Marschall estaba a punto de replicar algo, cuando volvió a oírse el sonido de la campanilla.

—Slatin —dijo Marschall—, tenga usted la amabilidad de abrir la puerta.

—Inmediatamente, señor capitán —dijo Slatin mientras salía de la habitación. Poco después, volvió acompañado por Gordon.

3

Mientras tanto, el cielo había vuelto a nublarse y las abovedadas habitaciones de la antigua casa que habitaba Marschall se llenaron de sombras. En la penumbra que invadía los cuartos resplandecían los marcos dorados de los cuadros, las metálicas manijas de las puertas y las mejillas y la nariz de Gordon, que se mostraban aún más rojas de lo normal.
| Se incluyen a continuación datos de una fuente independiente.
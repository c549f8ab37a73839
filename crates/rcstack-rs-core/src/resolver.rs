//! Resolution of a config type's patterns into matched files.

use crate::{ConfigError, ConfigFile, ConfigType, TypeOptions};
use globset::{Glob, GlobBuilder, GlobSet, GlobSetBuilder};
use log::debug;
use std::collections::HashSet;
use std::path::{Path, PathBuf};
use walkdir::WalkDir;

/// Matches glob patterns under a base directory.
pub trait GlobService: Send + Sync {
    /// Return paths relative to `base_dir` matching `patterns`, in match order.
    fn matches(
        &self,
        patterns: &[String],
        base_dir: &Path,
        options: &TypeOptions,
    ) -> Result<Vec<PathBuf>, ConfigError>;
}

/// Glob service that walks the base directory with `walkdir` and matches with
/// `globset`.
///
/// Patterns are applied in order; within a pattern, entries are visited sorted
/// by file name. A file matched by an earlier pattern is not repeated. `*` and
/// `?` never match a path separator.
#[derive(Debug, Clone, Copy, Default)]
pub struct WalkGlobService;

impl WalkGlobService {
    /// Create the walking glob service.
    pub fn new() -> Self {
        Self
    }
}

impl GlobService for WalkGlobService {
    fn matches(
        &self,
        patterns: &[String],
        base_dir: &Path,
        options: &TypeOptions,
    ) -> Result<Vec<PathBuf>, ConfigError> {
        if !base_dir.is_dir() {
            debug!(
                "base directory missing; nothing to match (base_dir={})",
                base_dir.display()
            );
            return Ok(Vec::new());
        }

        let ignore = build_set(&options.ignore)?;
        let mut seen = HashSet::new();
        let mut matches = Vec::new();

        for pattern in patterns {
            let matcher = compile(pattern)?.compile_matcher();
            let walker = WalkDir::new(base_dir)
                .follow_links(true)
                .min_depth(1)
                .max_depth(pattern_depth(pattern))
                .sort_by_file_name();
            for entry in walker {
                let entry = match entry {
                    Ok(entry) => entry,
                    Err(err) if err.loop_ancestor().is_some() => {
                        debug!("skipping symlink loop (path={:?})", err.path());
                        continue;
                    }
                    Err(err)
                        if err
                            .io_error()
                            .is_some_and(|io| io.kind() == std::io::ErrorKind::NotFound) =>
                    {
                        debug!("skipping dangling symlink (path={:?})", err.path());
                        continue;
                    }
                    Err(err) => return Err(err.into()),
                };
                if entry.file_type().is_dir() {
                    continue;
                }
                let relative = entry
                    .path()
                    .strip_prefix(base_dir)
                    .unwrap_or(entry.path())
                    .to_path_buf();
                if !matcher.is_match(&relative) || ignore.is_match(&relative) {
                    continue;
                }
                if seen.insert(relative.clone()) {
                    matches.push(relative);
                }
            }
        }

        Ok(matches)
    }
}

/// Resolve `config_type` into ordered, filtered file handles.
pub fn resolve_files(
    config_type: &ConfigType,
    glob: &dyn GlobService,
) -> Result<Vec<ConfigFile>, ConfigError> {
    let base_dir = config_type.base_dir()?;
    let matches = glob.matches(&config_type.patterns, &base_dir, &config_type.options)?;
    debug!(
        "glob matched (type={}, base_dir={}, matches={})",
        config_type.name,
        base_dir.display(),
        matches.len()
    );

    let mut files = Vec::with_capacity(matches.len());
    for relative in matches {
        let path = if relative.is_absolute() {
            relative
        } else {
            base_dir.join(relative)
        };
        let file = ConfigFile::new(path, &base_dir);
        if config_type
            .filter
            .as_ref()
            .is_some_and(|filter| !filter(&file))
        {
            debug!("filtered out config file (path={})", file.path.display());
            continue;
        }
        files.push(file);
    }
    Ok(files)
}

/// Drop leading `./` segments; walked paths never carry them.
fn strip_current_dir(pattern: &str) -> &str {
    let mut pattern = pattern;
    while let Some(rest) = pattern.strip_prefix("./") {
        pattern = rest.trim_start_matches('/');
    }
    pattern
}

fn compile(pattern: &str) -> Result<Glob, ConfigError> {
    Ok(GlobBuilder::new(strip_current_dir(pattern))
        .literal_separator(true)
        .backslash_escape(true)
        .build()?)
}

fn build_set(patterns: &[String]) -> Result<GlobSet, ConfigError> {
    let mut builder = GlobSetBuilder::new();
    for pattern in patterns {
        builder.add(compile(pattern)?);
    }
    Ok(builder.build()?)
}

/// Deepest walk needed to match `pattern`; unbounded when it contains `**`.
fn pattern_depth(pattern: &str) -> usize {
    if pattern.contains("**") {
        usize::MAX
    } else {
        strip_current_dir(pattern)
            .split('/')
            .filter(|part| !part.is_empty() && *part != ".")
            .count()
    }
}
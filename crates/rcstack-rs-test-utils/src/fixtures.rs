use serde_json::Value;
use std::fs;
use std::path::{Path, PathBuf};
use tempfile::TempDir;

/// Temporary directory tree for config fixtures, removed on drop.
pub struct FixtureTree {
    dir: TempDir,
}

impl FixtureTree {
    pub fn new() -> Self {
        Self {
            dir: TempDir::new().expect("tempdir"),
        }
    }

    pub fn root(&self) -> &Path {
        self.dir.path()
    }

    pub fn path(&self, relative: &str) -> PathBuf {
        self.dir.path().join(relative)
    }

    /// Write `contents` at `relative`, creating parent directories.
    pub fn write(&self, relative: &str, contents: &str) -> PathBuf {
        let path = self.path(relative);
        if let Some(parent) = path.parent() {
            fs::create_dir_all(parent).expect("create fixture dir");
        }
        fs::write(&path, contents).expect("write fixture");
        path
    }

    pub fn write_json(&self, relative: &str, value: &Value) -> PathBuf {
        let contents = serde_json::to_string_pretty(value).expect("serialize fixture");
        self.write(relative, &contents)
    }

    pub fn mkdir(&self, relative: &str) -> PathBuf {
        let path = self.path(relative);
        fs::create_dir_all(&path).expect("create fixture dir");
        path
    }
}

impl Default for FixtureTree {
    fn default() -> Self {
        Self::new()
    }
}

/// Build the rc-file layout of a tool named `tool`:
///
/// - `cwd/`: `.{tool}rc.json`, `.{tool}rc.yml`, `package.json`
/// - `other/`: `.{tool}rc.json`
/// - `cwd/node_modules/{tool}-config-a/`: `.{tool}rc.json`, `.{tool}rc.yml`
/// - `home/`: `.{tool}rc.json`
/// - `global/{tool}-config-b/`: `index.json`, `extra.yaml`
pub fn sample_tree(tool: &str) -> FixtureTree {
    let tree = FixtureTree::new();
    tree.write(
        &format!("cwd/.{tool}rc.json"),
        r#"{ "layout": true, "list": ["one", "two"], "scope": "cwd" }"#,
    );
    tree.write(
        &format!("cwd/.{tool}rc.yml"),
        "list:\n  - two\n  - three\ntags:\n  - a\n  - b\n  - c\n",
    );
    tree.write(
        "cwd/package.json",
        &format!(r#"{{ "name": "sample", "{tool}": {{ "scope": "package", "pkg": true }} }}"#),
    );
    tree.write(
        &format!("other/.{tool}rc.json"),
        r#"{ "list": ["four", "five", "six"], "scope": "other" }"#,
    );
    tree.write(
        &format!("cwd/node_modules/{tool}-config-a/.{tool}rc.json"),
        r#"{ "items": ["four", "five"], "scope": "local" }"#,
    );
    tree.write(
        &format!("cwd/node_modules/{tool}-config-a/.{tool}rc.yml"),
        "items:\n  - six\ncategories: [x, y, z]\n",
    );
    tree.write(
        &format!("home/.{tool}rc.json"),
        r#"{ "home": true, "foo": ["bar", "baz", "qux"], "scope": "home" }"#,
    );
    tree.write(
        &format!("global/{tool}-config-b/index.json"),
        r#"{ "global": true, "ggg": ["aaa", "bbb"], "scope": "global" }"#,
    );
    tree.write(
        &format!("global/{tool}-config-b/extra.yaml"),
        "ggg:\n  - ccc\n",
    );
    tree
}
Y, como de costumbre, Gordon se presentó con una sonrisa. Podía haber sido funcionario policial incluso en China.

—Me llamo Gordon —dijo—; soy comisario y, como tal vez ustedes sepan, me he encargado de investigar el caso de su desdichado camarada Engelshausen.

—Condesa —dijo Marschall dirigiéndose a Gabrielle—, ¿me permite presentarle al señor comisario Gordon?